Inverse Skies said:
Hence why governments are shifting towards the idea of health promotion in order to try and keep society as a whole as healthy as possible so they don't impose a burden on the health care system later on in life when chronic diseases start to come to the fore. That's why we're interested in your health, its better for society to have more people living longer with less disabilities from chronic diseases.
Yes, because people are of great help to society when they've lived to the point they have no bowel control and can't remember their own names, after all. What use is a long life if you're constantly harried to prolong it for it's own sake? Duration alone is a worthless life goal. It's this kind of logic that concretes over playgrounds to keep kids from hurting themselves and locks them indoors with the idiot box and wonders why they end up obese and maladjusted.
Inverse Skies said:
So by your theory kids don't pass joints around in a similar fashion?
I actually addressed that directly.
Inverse Skies said:
See my previous statement, constantly trying to get them to quit is for the betterment of society through less strains on the health care system through less people with illnesses directly caused through smoking. Hence why governments pour millions into quit campaigns.
Which are condescending and useless. The best way to get a child to try something out is to vigoriously state that they're not allowed to do it. But why are you demanding we evaluate a product meant for adults on the basis of it's possible use by children? You could make the same argument about, say, pornography: children might see it, think it's ok to have sex and be driven right into the arms of pedophiles!
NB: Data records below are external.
use crate::data_structures::ChargeEvent;
use crate::error::{CycleError, Result};
use chrono::NaiveDate;
use serde::Deserialize;
use std::fs::File;
use std::io::Read;
use std::path::Path;
use tracing::debug;

const REQUIRED_COLUMNS: [&str; 4] = ["date", "battery_saver", "start_percent", "end_percent"];

/// Column layout of a charge log row as written by hand.
#[derive(Debug, Deserialize)]
struct ChargeRow {
    date: NaiveDate,
    battery_saver: u8,
    start_percent: i32,
    end_percent: i32,
}

pub struct DataLoader;

impl DataLoader {
    pub fn new() -> Self {
        Self
    }

    /// Reads every row of a charge log CSV. The file is closed before returning.
    pub fn load_from_file<P: AsRef<Path>>(&self, path: P) -> Result<Vec<ChargeEvent>> {
        let path = path.as_ref();
        let file = File::open(path).map_err(|source| CycleError::Io {
            path: path.to_path_buf(),
            source,
        })?;

        let events = self.load_from_reader(file, path)?;
        debug!(path = %path.display(), rows = events.len(), "loaded charge log");
        Ok(events)
    }

    /// Parses charge rows from any reader. `origin` is only used in error messages.
    pub fn load_from_reader<R: Read>(&self, reader: R, origin: &Path) -> Result<Vec<ChargeEvent>> {
        let mut reader = csv::ReaderBuilder::new()
            .has_headers(true)
            .trim(csv::Trim::All)
            .from_reader(reader);

        let headers = reader
            .headers()
            .map_err(|e| Self::data_load_error(origin, &e))?;
        let missing: Vec<&str> = REQUIRED_COLUMNS
            .iter()
            .copied()
            .filter(|column| !headers.iter().any(|h| h == *column))
            .collect();
        if !missing.is_empty() {
            return Err(CycleError::DataLoad {
                path: origin.to_path_buf(),
                line: 1,
                message: format!("missing column(s): {}", missing.join(", ")),
            });
        }

        let mut events = Vec::new();

        for result in reader.deserialize::<ChargeRow>() {
            let row = result.map_err(|e| Self::data_load_error(origin, &e))?;
            events.push(self.parse_row(row, origin, events.len())?);
        }

        Ok(events)
    }

    fn parse_row(&self, row: ChargeRow, origin: &Path, index: usize) -> Result<ChargeEvent> {
        let battery_saver = match row.battery_saver {
            0 => false,
            1 => true,
            other => {
                return Err(CycleError::DataLoad {
                    path: origin.to_path_buf(),
                    // header is line 1
                    line: index as u64 + 2,
                    message: format!("battery_saver must be 0 or 1, got {}", other),
                })
            }
        };

        Ok(ChargeEvent::new(
            row.date,
            battery_saver,
            row.start_percent,
            row.end_percent,
        ))
    }

    fn data_load_error(origin: &Path, error: &csv::Error) -> CycleError {
        let line = error.position().map(|pos| pos.line()).unwrap_or(0);
        CycleError::DataLoad {
            path: origin.to_path_buf(),
            line,
            message: error.to_string(),
        }
    }
}

impl Default for DataLoader {
    fn default() -> Self {
        Self::new()
    }
}

#[cfg(test)]
mod tests {
    use super::*;
    use std::io::Write;
    use tempfile::NamedTempFile;

    const SAMPLE: &str = "date,battery_saver,start_percent,end_percent
2022-03-29,0,0,70
2022-04-02,1,25,50
2022-04-06,1,29,50
";

    fn parse(content: &str) -> Result<Vec<ChargeEvent>> {
        DataLoader::new().load_from_reader(content.as_bytes(), Path::new("test.csv"))
    }

    #[test]
    fn test_parse_valid_rows() {
        let events = parse(SAMPLE).unwrap();
        assert_eq!(events.len(), 3);
        assert_eq!(events[0].date(), NaiveDate::from_ymd_opt(2022, 3, 29).unwrap());
        assert!(!events[0].battery_saver());
        assert_eq!(events[0].start_percent(), 0);
        assert_eq!(events[0].end_percent(), 70);
        assert!(events[1].battery_saver());
        assert_eq!(events[2].percent_delta(), 21);
    }

    #[test]
    fn test_whitespace_is_trimmed() {
        let content = "date, battery_saver, start_percent, end_percent\n2022-03-29 , 0 , 10 , 80\n";
        let events = parse(content).unwrap();
        assert_eq!(events[0].percent_delta(), 70);
    }

    #[test]
    fn test_header_only_gives_no_rows() {
        let events = parse("date,battery_saver,start_percent,end_percent\n").unwrap();
        assert!(events.is_empty());
    }

    #[test]
    fn test_malformed_date_fails() {
        let content = "date,battery_saver,start_percent,end_percent\n2022-13-01,0,0,70\n";
        let err = parse(content).unwrap_err();
        assert!(matches!(err, CycleError::DataLoad { line: 2, .. }));
    }

    #[test]
    fn test_non_numeric_percent_fails() {
        let content = "date,battery_saver,start_percent,end_percent\n2022-03-29,0,0,70\n2022-04-02,0,abc,50\n";
        let err = parse(content).unwrap_err();
        assert!(matches!(err, CycleError::DataLoad { line: 3, .. }));
    }

    #[test]
    fn test_missing_column_fails() {
        let content = "date,battery_saver,start_percent\n2022-03-29,0,0\n";
        assert!(parse(content).unwrap_err().is_data_load());
    }

    #[test]
    fn test_missing_column_without_rows_fails() {
        let err = parse("date,battery_saver,start_percent\n").unwrap_err();
        match err {
            CycleError::DataLoad { line, message, .. } => {
                assert_eq!(line, 1);
                assert!(message.contains("end_percent"));
            }
            other => panic!("unexpected error: {other}"),
        }
    }

    #[test]
    fn test_empty_input_fails() {
        let err = parse("").unwrap_err();
        assert!(matches!(err, CycleError::DataLoad { line: 1, .. }));
    }

    #[test]
    fn test_battery_saver_out_of_range_fails() {
        let content = "date,battery_saver,start_percent,end_percent\n2022-03-29,2,0,70\n";
        let err = parse(content).unwrap_err();
        match err {
            CycleError::DataLoad { line, message, .. } => {
                assert_eq!(line, 2);
                assert!(message.contains("battery_saver"));
            }
            other => panic!("unexpected error: {other}"),
        }
    }

    #[test]
    fn test_load_from_file() {
        let mut temp_file = NamedTempFile::new().unwrap();
        temp_file.write_all(SAMPLE.as_bytes()).unwrap();

        let events = DataLoader::new().load_from_file(temp_file.path()).unwrap();
        assert_eq!(events.len(), 3);
    }

    #[test]
    fn test_missing_file_is_io_error() {
        let err = DataLoader::new()
            .load_from_file("/nonexistent/charges.csv")
            .unwrap_err();
        assert!(matches!(err, CycleError::Io { .. }));
        assert!(err.is_data_load());
    }
}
Oh no, we'd better ban Hustler and Playboy before this menace can be shown to even potentially exist!
Allowing people a choice means accepting it when they make it. If a kid tries a cigarette, likes it, and decides he's going to smoke, it's fine to offer him information on why he should give up. It's self-righteous nannying to continue doing so once he's taken the advice and decided to carry on. Accept that while you might think a man is drowning, if he refuses to take the life ring you throw to him and tells you he's just having a swim, throwing
more life rings at him is just likely to make him think you're either deaf or stupid.
Let me bring up an example of one of my hobbies: I make model kits. Ships and tanks, mainly. This means I'm working with an extremely sharp knife close to my fingers, various corrosives and irritants, and sometimes also photo etched metal [which due to it's thickness can cut like a knife if you're not careful]. I'm also working with impact cement that's pretty snappy at binding fingers together. Statistically, all other things being equal, I imagine modelmakers are significantly more likely to suffer hand injuries than people who don't make models. Does this mean we should launch condescending government campaigns sticking pictures of sliced-open fingers on boxed kits and ban snap-together kits entirely on the basis that they might lure kids into a dangerous hobby? Of course not, it would be insane.
Funny how that works. And in that instance you can't even make the argument that it's useful somehow, because making models generally has
no use at all save personal satisfaction. The same argument could be applied to almost any physical sport with an increased likelihood of sprains or broken bones rather than hand injuries.
Inverse Skies said:
Just because kids aren't likely to want to try it doesn't mean it should be banned lest in become a way for them to try cigarettes without suffering the consequences of doing so.
Aside from the double negative there [you're accidentally agreeing with me]; so, you're saying if they try a cigarette with no consequences, they might want to add the consequences in later just for kicks? Why, exactly?
This is the same ludicrous reasoning that Australia applies to videogames in its refusal to establish an R-18 category for them, making it the only developed democracy to judge the suitability of products for adults on the basis of their suitability for children. It's a farcical argument that could be applied to any product not designed for use by children; alcohol, pornography, cars, cleaning products, sex toys, power tools, firearms; in every case you could bring up the angle that children might get hold of them. If you were to see a kid playing around with a circular saw, you don't go running to the government to ban sales of power tools to adults, you ask why his parents allowed him to get hold of it. That's the thing; the government isn't directly responsible for raising children. Parents are notably better at it.
It's nice that you want everyone to live in a smiley happy fascist state where everyone lives an enforced long life where they're free to do anything as long as it's not in some way bad for them or not appropriate for a child, but I hope you don't like sex, since you'd have to ban that to be consistant. I mean, it's entirely inappropriate for children, and think of all the people you'd save from STDs!